SUPPLIED DATA -
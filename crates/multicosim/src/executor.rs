//! Executor - host-side orchestration of one co-simulation session.
//!
//! Flow:
//! 1. Start the simulator, wait for ready, learn the [`World`]
//! 2. Start the controller, wait for ready
//! 3. Build the controller config from the world and caller args
//! 4. Connect, send `start`, wait (bounded) for the terminal reply
//! 5. Stop controller, then simulator, whatever the outcome

use std::fmt::Display;
use std::marker::PhantomData;
use std::sync::Arc;
use std::time::Duration;

use chrono::{DateTime, Utc};
use serde::Serialize;
use serde::de::DeserializeOwned;
use tracing::Instrument;
use uuid::Uuid;

use crate::bridge::codec::DEFAULT_MAX_FRAME_LENGTH;
use crate::bridge::protocol::{Envelope, Reply};
use crate::bridge::transport::{self, ChannelError, Connection, DEFAULT_PORT, RetryPolicy};
use crate::error::{SessionError, Stage};
use crate::process::{
    DEFAULT_TAIL_LINES, DockerLauncher, LaunchError, LaunchSpec, Launcher, ProcessHandle,
    Readiness, Role,
};
use crate::service::{PORT_ENV, READY_MARKER};
use crate::simulator::{SimulatorConfig, SimulatorSupervisor, World};
use crate::version::VersionInfo;

/// How long a reply may still arrive after the controller process exits.
const EXIT_DRAIN: Duration = Duration::from_secs(2);

/// Identity of one `run()` invocation.
#[derive(Debug, Clone, PartialEq, Eq, Serialize)]
pub struct Session {
    pub id: Uuid,
    pub started_at: DateTime<Utc>,
    pub version: VersionInfo,
}

impl Session {
    pub fn new() -> Self {
        Self {
            id: Uuid::new_v4(),
            started_at: Utc::now(),
            version: VersionInfo::new(),
        }
    }
}

impl Default for Session {
    fn default() -> Self {
        Self::new()
    }
}

/// Timeouts and launch settings shared by every session of an executor.
#[derive(Clone)]
pub struct ExecutorConfig {
    pub simulator_ready_timeout: Duration,
    pub controller_ready_timeout: Duration,
    pub reply_timeout: Duration,
    pub stop_grace: Duration,
    /// Interval between liveness checks while waiting for the reply.
    pub liveness_interval: Duration,
    pub retry: RetryPolicy,
    pub max_frame_length: usize,
    pub controller_readiness: Readiness,
    pub controller_args: Vec<String>,
    pub controller_env: Vec<(String, String)>,
    pub remove: bool,
    pub log_tail: usize,
    pub launcher: Arc<dyn Launcher>,
}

WORK REQUEST -
Lines with "Launcher" in the records above: copy every one of them.

OUTPUT -
    DEFAULT_TAIL_LINES, DockerLauncher, LaunchError, LaunchSpec, Launcher, ProcessHandle,
    pub launcher: Arc<dyn Launcher>,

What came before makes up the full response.